Regen Ag #1- Why Minimising Soil Disturbance Transforms Farming
Time to read 4 min
Time to read 4 min
Welcome to our 12 Principles of Regenerative Agriculture series- where we define "regen ag" and show you how regenerative farming changes the planet, the system, and our food.
One of the most important regenerative principles that our farmers strive towards under the heading of Soil Health is to minimize soil disturbance. This is because healthy soil should be a thriving ecosystem, with microbes and fungi holding the soil structure together, transporting water, minerals and nutrients to and between plants.
All the good stuff that makes soil a thriving environment of life and growth lives and grows in the soil, just as crops do. Good soil has a healthy balance of organic matter and diversity, this produces the best healthy crops just like a balanced diet is essential to one's health.
Keen home gardeners and growers may be familiar with 'no dig' or 'no till' as a method of growing crops with minimal soil disturbance. What we focus on at Dirty Clean Food is how to minimise soil disturbance at a commercial level, working in collaboration with our farmers to implement these principles at a larger scale.
The purpose of tilling is to mix organic matter into your soil, help control weeds, break up crusted soil, or loosen up a small area for planting. The process involves disturbing the top layer of soil to create the mix. Tilling too often or deep can do more damage than good to your soil.
Tilling or digging over the soil breaks up the spaces between the soil particles where the microbes live - imagine a good soil structure like a city of multi-story apartments, with the microbes happily watching Netflix in their own private residences. Getting your shovel in there and turning everything over is the equivalent of demolishing that city, with the microbes having to re-build their homes before they can get back to their favourite series again.
For our oats and lupins farmers, Minimizing Soil Disturbance means transitioning towards zero till cropping, which disturbs the soil even less than no-till. The main difference here is in the machinery used, specifically the seeding rig. "Zero till" refers to using a disc seeder, which is a seeding bar featuring a disc that slices open a slot in the soil for seed and fertilizer placement.
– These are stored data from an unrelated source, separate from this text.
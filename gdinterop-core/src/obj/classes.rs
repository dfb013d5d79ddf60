/*
 * Copyright (c) godot-rust; Bromeon and contributors.
 * This Source Code Form is subject to the terms of the Mozilla Public
 * License, v. 2.0. If a copy of the MPL was not distributed with this
 * file, You can obtain one at https://mozilla.org/MPL/2.0/.
 */

//! Engine classes known to the marshalling layer.
//!
//! Only the root classes are declared here. Generated per-class APIs live outside of this crate; they use [`Gd`](crate::obj::Gd)
//! with their own [`GodotClass`] impls.

use crate::obj::{ClassTag, GodotClass, Inherits, NoBase};
use crate::sys;
use crate::sys::bind_cache::{BindCell, MethodBind, resolve_method_bind};

macro_rules! define_class {
    (
        $(#[$attr:meta])*
        $Class:ident: $Base:ty, refcounted = $refcounted:literal $(, inherits = [$($Ancestor:ty),*])?
    ) => {
        $(#[$attr])*
        pub enum $Class {}

        impl GodotClass for $Class {
            type Base = $Base;

            const CLASS_NAME: &'static str = stringify!($Class);
            const IS_REFCOUNTED: bool = $refcounted;

            fn class_tag() -> ClassTag {
                static TAG: BindCell<ClassTag> = BindCell::new();
                ClassTag::resolve(&TAG, Self::CLASS_NAME)
            }
        }

        $($(
            // SAFETY: matches the engine's class hierarchy.
            unsafe impl Inherits<$Ancestor> for $Class {}
        )*)?
    };
}

define_class!(
    /// Root of the engine's class hierarchy. Instances are manually managed.
    Object: NoBase, refcounted = false
);

define_class!(
    /// Base of all reference-counted classes. Instances are freed when the last reference is released.
    RefCounted: Object, refcounted = true, inherits = [Object]
);

define_class!(
    /// Scene tree node. Instances are manually managed.
    Node: Object, refcounted = false, inherits = [Object]
);

// ----------------------------------------------------------------------------------------------------------------------------------------------
// RefCounted methods

// Hashes of `bool ()` and `int () const` in the engine's method database.
const HASH_BOOL_NOARGS: i64 = 2240911060;
const HASH_INT_NOARGS_CONST: i64 = 3905245786;

/// Reference count operations on a live `RefCounted` instance.
pub(crate) mod ref_counted {
    use super::*;

    /// First reference of a newly constructed instance.
    ///
    /// # Safety
    /// `object` must point to a live instance of `RefCounted` or a subclass.
    pub unsafe fn init_ref(object: sys::GDExtensionObjectPtr) -> bool {
        static BIND: BindCell<MethodBind> = BindCell::new();
        let bind = resolve_method_bind(&BIND, RefCounted::CLASS_NAME, "init_ref", HASH_BOOL_NOARGS);

        // SAFETY: forwarded to caller.
        unsafe { call_bool(bind, object) }
    }

    /// # Safety
    /// See [`init_ref()`].
    pub unsafe fn reference(object: sys::GDExtensionObjectPtr) -> bool {
        static BIND: BindCell<MethodBind> = BindCell::new();
        let bind = resolve_method_bind(&BIND, RefCounted::CLASS_NAME, "reference", HASH_BOOL_NOARGS);

        // SAFETY: forwarded to caller.
        unsafe { call_bool(bind, object) }
    }

    /// Releases one reference. Returns `true` if this was the last one, in which case the caller must destroy the object.
    ///
    /// # Safety
    /// See [`init_ref()`].
    pub unsafe fn unreference(object: sys::GDExtensionObjectPtr) -> bool {
        static BIND: BindCell<MethodBind> = BindCell::new();
        let bind = resolve_method_bind(&BIND, RefCounted::CLASS_NAME, "unreference", HASH_BOOL_NOARGS);

        // SAFETY: forwarded to caller.
        unsafe { call_bool(bind, object) }
    }

    /// # Safety
    /// See [`init_ref()`].
    pub unsafe fn get_reference_count(object: sys::GDExtensionObjectPtr) -> i32 {
        static BIND: BindCell<MethodBind> = BindCell::new();
        let bind = resolve_method_bind(
            &BIND,
            RefCounted::CLASS_NAME,
            "get_reference_count",
            HASH_INT_NOARGS_CONST,
        );

        let mut count: i64 = 0;

        // SAFETY: forwarded to caller; `int` return slot is an i64.
        unsafe {
            sys::interface_fn!(object_method_bind_ptrcall)(
                bind.0,
                object,
                std::ptr::null(),
                &mut count as *mut i64 as sys::GDExtensionTypePtr,
            )
        };
        count as i32
    }

    unsafe fn call_bool(bind: MethodBind, object: sys::GDExtensionObjectPtr) -> bool {
        let mut ret = sys::SYS_FALSE;

        // SAFETY: method takes no arguments and returns `bool`.
        unsafe {
            sys::interface_fn!(object_method_bind_ptrcall)(
                bind.0,
                object,
                std::ptr::null(),
                &mut ret as *mut sys::GDExtensionBool as sys::GDExtensionTypePtr,
            )
        };
        sys::conv::bool_from_sys(ret)
    }
}

#[cfg(test)]
mod tests {
    use super::*;

    #[test]
    fn hierarchy() {
        assert!(RefCounted::inherits::<Object>());
        assert!(Node::inherits::<Object>());
        assert!(Object::inherits::<Object>());
        assert!(!Object::inherits::<RefCounted>());
        assert!(!Node::inherits::<RefCounted>());
    }
}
This slot is then closed by a trailing wheel. This disturbs the ground around the seed as little as possible, allowing the microbes and soil structure to remain intact around where the seed has been planted. This moves beyond ‘No till’, which usually refers to not tilling (not turning over the soil). ‘No till’ however usually still uses knife points, narrow steel fingers that are driven into the soil to sow the seed, which do still disturb the soil much more than discs.
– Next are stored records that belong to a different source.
/*
 * Copyright (c) godot-rust; Bromeon and contributors.
 * This Source Code Form is subject to the terms of the Mozilla Public
 * License, v. 2.0. If a copy of the MPL was not distributed with this
 * file, You can obtain one at https://mozilla.org/MPL/2.0/.
 */

use proc_macro2::{Ident, TokenTree};
use quote::ToTokens;
use venial::Attribute;

use crate::ParseResult;

pub fn bail<R>(msg: impl AsRef<str>, tokens: impl ToTokens) -> ParseResult<R> {
    Err(venial::Error::new_at_tokens(tokens, msg.as_ref()))
}

/// Integer type named in `#[repr(...)]`, if any.
///
/// Other representation hints (`C`, `align`) are skipped.
pub fn find_int_repr(attributes: &[Attribute]) -> Option<Ident> {
    attributes
        .iter()
        .filter(|attr| {
            attr.get_single_path_segment()
                .is_some_and(|segment| segment == "repr")
        })
        .flat_map(|attr| attr.value.get_value_tokens().iter())
        .find_map(|tt| match tt {
            TokenTree::Ident(ident) if is_int_type(ident) => Some(ident.clone()),
            _ => None,
        })
}

fn is_int_type(ident: &Ident) -> bool {
    matches!(
        ident.to_string().as_str(),
        "i8" | "i16" | "i32" | "i64" | "u8" | "u16" | "u32" | "u64"
    )
}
There is a one-off exception to applying a "zero dig" method to our Dirty Clean Food farmers:
Plant roots and microbes need air, water and food to grow and flourish. An ideal growing medium is light, fluffy aerated soil, with a good amount of organic matter and clay particles to hold water. Heavily compacted soil won’t be able to grow happy deep-rooted plants that host beneficial microbes. So, as a once off to break up compaction, a farmer may choose to deep rip their paddock. It’s then how they manage the plants going forward that allows them to retire the tynes in favour of discs. Below is an example of using a disc seeder on oat farmer Jamie Anderson’s farm to sow a multi species summer cover crop into dry pasture – you can’t even see where the discs have passed through the pasture.
For our beef and egg farmers Blythe and Gregg, 'Minimise Soil Disturbance' has been their focus when trying to get a multi species annual and perennial pasture established within their existing kikuyu pasture.
Their kikuyu is very vigorous in the growing season, and out competes any other plant that is trying to grow. Their soil was left anaerobic, compacted, and with a deep layer of kikuyu thatch after previous years in operation as a dairy farm, with flood irrigation used at fortnightly intervals,
Blythe and Gregg have invested in a Soilkee Renovator to help them establish their desired pasture in amongst the kikuyu. The Soilkee Renovator is a Pasture Cropping System that plants seasonal crop and pasture seeds into existing pasture; filling feed gaps and reducing paddock down time traditionally associated with pasture renovation. This machine tills several narrow strips of soil, while leaving around 80% of the pasture undisturbed. A diverse mix of seeds from clover seed to faba bean size can be seeded by the machine after the narrow strip has been tilled.
The undisturbed portion acts as a cover crop, protecting the soil from the elements, reducing erosion and keeping around 80% of soil life habitat intact. Creating the seed bed provides the added benefits of aeration, and the kikuyu thatch becomes a green manure crop within the worked-up portion, providing aerobic conditions and a food source that activates the soil fungi, bacteria and earthworm populations and the natural soil processes they perform. Here, you can see the new pasture growing through the kikuyu thatch.
We hope you’ve enjoyed learning more about what it means to be a Dirty Clean Food regenerative farmer, and we look forward to showing you more in our next feature on 'Principle 2: Keeping the Soil Covered' year round.